Le Hirak ne faiblit pas. En dépit de toutes les manœuvres et intimidations du régime militaire, le peuple fait vibrer, chaque vendredi, le pays au son de slogans qui se radicalisent au fil des semaines.Ce 2 avril 2021 apporte un démenti aux porte-voix du pouvoir qui parient sur une lassitude du peuple. D’ailleurs, le peuple ne n’y trompe pas: il a brandi, ce vendredi, des pancartes pour stigmatiser «une presse honteuse».
Même si en Algérie, aucun chiffre n’a jamais été donné, ni par le pouvoir, ni par des sources indépendantes, sur le nombre exact ou estimé des manifestants qui descendent chaque vendredi dans la rue, les vidéos qui circulent sur les réseaux sociaux parlent d’elles-mêmes. Les artères des principales villes du pays sont tout simplement toujours noires de monde.

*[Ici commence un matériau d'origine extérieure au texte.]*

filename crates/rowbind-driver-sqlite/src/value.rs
use rowbind_core::stmt::Value as CoreValue;
use rusqlite::{
    types::{ToSql, ToSqlOutput, Value as SqlValue, ValueRef},
    Row,
};

#[derive(Debug)]
pub struct Value<'a>(&'a CoreValue);

impl<'a> From<&'a CoreValue> for Value<'a> {
    fn from(value: &'a CoreValue) -> Self {
        Self(value)
    }
}

/// Reads the value at `index` of a SQLite row.
///
/// Integers come back as `I64`, reals as `F64`, text as `String` and blobs as
/// `Bytes`. Conversion to the field's type happens when the value is scanned
/// into a record.
pub fn from_sql(row: &Row<'_>, index: usize) -> rusqlite::Result<CoreValue> {
    let value: SqlValue = row.get(index)?;

    Ok(match value {
        SqlValue::Null => CoreValue::Null,
        SqlValue::Integer(value) => CoreValue::I64(value),
        SqlValue::Real(value) => CoreValue::F64(value),
        SqlValue::Text(value) => CoreValue::String(value),
        SqlValue::Blob(value) => CoreValue::Bytes(value),
    })
}

impl ToSql for Value<'_> {
    fn to_sql(&self) -> rusqlite::Result<ToSqlOutput<'_>> {
        match self.0 {
            CoreValue::Bool(true) => Ok(ToSqlOutput::Owned(SqlValue::Integer(1))),
            CoreValue::Bool(false) => Ok(ToSqlOutput::Owned(SqlValue::Integer(0))),
            CoreValue::I64(v) => Ok(ToSqlOutput::Owned(SqlValue::Integer(*v))),
            CoreValue::U64(v) => {
                let v = i64::try_from(*v)
                    .map_err(|err| rusqlite::Error::ToSqlConversionFailure(Box::new(err)))?;
                Ok(ToSqlOutput::Owned(SqlValue::Integer(v)))
            }
            CoreValue::F64(v) => Ok(ToSqlOutput::Owned(SqlValue::Real(*v))),
            CoreValue::String(v) => Ok(ToSqlOutput::Borrowed(ValueRef::Text(v.as_bytes()))),
            CoreValue::Bytes(v) => Ok(ToSqlOutput::Borrowed(ValueRef::Blob(&v[..]))),
            CoreValue::Timestamp(v) => Ok(ToSqlOutput::Owned(SqlValue::Text(v.to_rfc3339()))),
            CoreValue::Null => Ok(ToSqlOutput::Owned(SqlValue::Null)),
        }
    }
}
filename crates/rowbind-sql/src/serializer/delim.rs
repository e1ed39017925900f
use super::{Formatter, ToSql};

/// Comma delimited
pub(super) struct Comma<L>(pub(super) L);

impl<L> ToSql for Comma<L>
where
    L: IntoIterator,
    L::Item: ToSql,
{
    fn to_sql(self, f: &mut Formatter<'_>) {
        let mut s = "";
        for i in self.0 {
            fmt!(f, s i);
            s = ", ";
        }
    }
}
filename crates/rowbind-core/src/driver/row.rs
use crate::{schema::ColumnSpec, stmt::Value, Result};

use std::{any::Any, fmt};

/// One result row: its values in select-list order.
#[derive(Debug, Clone, Default, PartialEq)]
pub struct Row {
    values: Vec<Value>,
}

impl Row {
    pub fn from_vec(values: Vec<Value>) -> Self {
        Self { values }
    }

    pub fn len(&self) -> usize {
        self.values.len()
    }

    pub fn is_empty(&self) -> bool {
        self.values.is_empty()
    }

    pub fn get(&self, index: usize) -> Option<&Value> {
        self.values.get(index)
    }

    pub fn into_values(self) -> Vec<Value> {
        self.values
    }

    /// Scans the row positionally into `record`, one column per value.
    ///
    /// Each value is handed to the settable target the column produces for
    /// `record`. The row must have exactly as many values as there are
    /// columns.
    pub fn scan<'a, R: Any>(
        self,
        record: &mut R,
        columns: impl ExactSizeIterator<Item = &'a ColumnSpec>,
    ) -> Result<()> {
        if columns.len() != self.values.len() {
            bail!(
                "row has {} values but {} columns were requested",
                self.values.len(),
                columns.len()
            );
        }

        for (column, value) in columns.zip(self.values) {
            column.save_to(record)?.set(value)?;
        }

        Ok(())
    }

    /// Takes the single value of a one-column row.
    pub fn into_scalar(self) -> Result<Value> {
        let [value] = <[Value; 1]>::try_from(self.values).map_err(|values| {
            err!("expected a single value, row has {}", values.len())
        })?;
        Ok(value)
    }
}

impl From<Vec<Value>> for Row {
    fn from(values: Vec<Value>) -> Self {
        Self::from_vec(values)
    }
}

/// Cursor over the rows of a query.
///
/// Each step may fail independently; callers stop at the first error.
pub struct Rows<'a> {
    iter: Box<dyn Iterator<Item = Result<Row>> + 'a>,
}

impl<'a> Rows<'a> {
    pub fn new(iter: impl Iterator<Item = Result<Row>> + 'a) -> Self {
        Self {
            iter: Box::new(iter),
        }
    }

    /// A cursor over already-materialized rows.
    pub fn from_vec(rows: Vec<Row>) -> Self {
        Self::new(rows.into_iter().map(Ok))
    }
}

impl Iterator for Rows<'_> {
    type Item = Result<Row>;

    fn next(&mut self) -> Option<Self::Item> {
        self.iter.next()
    }
}

impl fmt::Debug for Rows<'_> {
    fn fmt(&self, f: &mut fmt::Formatter<'_>) -> fmt::Result {
        f.debug_struct("Rows").finish_non_exhaustive()
    }
}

Fidèle à son statut d’épicentre du Hirak, la capitale algérienne a été le théâtre d’une démonstration de force. En plus de la traditionnelle manifestation au centre-ville (Grande Poste), au milieu d’un imposant dispositif sécuritaire, une autre grosse manifestation a été organisée tout le long de la corniche d’Alger.
Les slogans appelant au départ du régime restent les plus scandés : «dawla madania, machi askaria, tahya el Djezair» (vive l’Algérie un Etat civil, non pas militaire), «Achaab yourid l’istiqlal» (le peuple veut l’indépendance), «Djezair hourra dimocratia» (Algérie libre et démocratique), «makach intikhabat maa El issabat» (pas d’élections avec les gangs), «Tebboune mzawar, jabouh el Askar» (Tebboune l’usurpateur a été placé par les militaires).
Les slogans à l’adresse des généraux ont été les plus fredonnés par les manifestants. «Stine sna faranssia ya oulad Bigeard/ Hbinaha Jazayrya dégage dédégae/mazal wakfine ya issaba ounjibou hak chouhadas/ Makan hbssouch, makan hbssouch» (Soixante années françaises, enfants de Bigeard/ Nous les (les soixantes années) voulons algériennes, dégage, dégage/ Hé la bande, nous sommes encore debout et nous obtiendrons réparation pour les martyrs de la guerre de libération/ On ne s’arrêtera jamais, on ne s'arrêtera jamais). Ou encore «had chaab la yourid hokm alaskar» (ce peuple ne veut pas d’un pouvoir militaire), «oulbareh maâ Toufik, désolé, désolé, kantou tbhou Lrachi inani, inani» (Hier avec Toufik, désolé, désolé, vous égorgiez les gens sans même chercher à vous cacher), «Moukhabat irhabya, tasqott almafia alaskaria» (services de renseignements terroristes. A bas la mafia militaire).
Certaines pancartes du Hirak se réfèrent aussi à la difficile situation économique dans laquelle le régime a plongé le pays, ce qui risque de faire grossir davantage les rangs de la contestation populaire durant les prochaines semaines.
Un avertissement que n’ont pas manqué de saisir les leaders les plus en vue du Hirak, à savoir Karim Tabbou, Mohcine Belabbas et Mustafa Bouchachi, pour appeler le régime actuel à accepter le plus rapidement possible la mise en place d’un pouvoir de transition.
A Alger, Tizi-Ouzou, Annaba, Oran, Constantine, Béjaïa, Bouira… les manifestants ont brandi les photos du juge Saadeddine Marzoug, qui doit passer par le conseil disciplinaire du Conseil de la magistrature ce 6 avril 2021 pour avoir mené le Hirak des juges contre le 5e mandat de Bouteflika. Enfin, Tizi Ouzou s’est démarquée par la présence en force des femmes en première ligne.
L’appel à une période de transition est aujourd’hui une revendication largement partagée par les grandes figures du Hirak. Le régime militaire acceptera-t-il de céder le pouvoir à un gouvernement civil de transition? Au regard de la fuite en avant des généraux, c’est peu probable.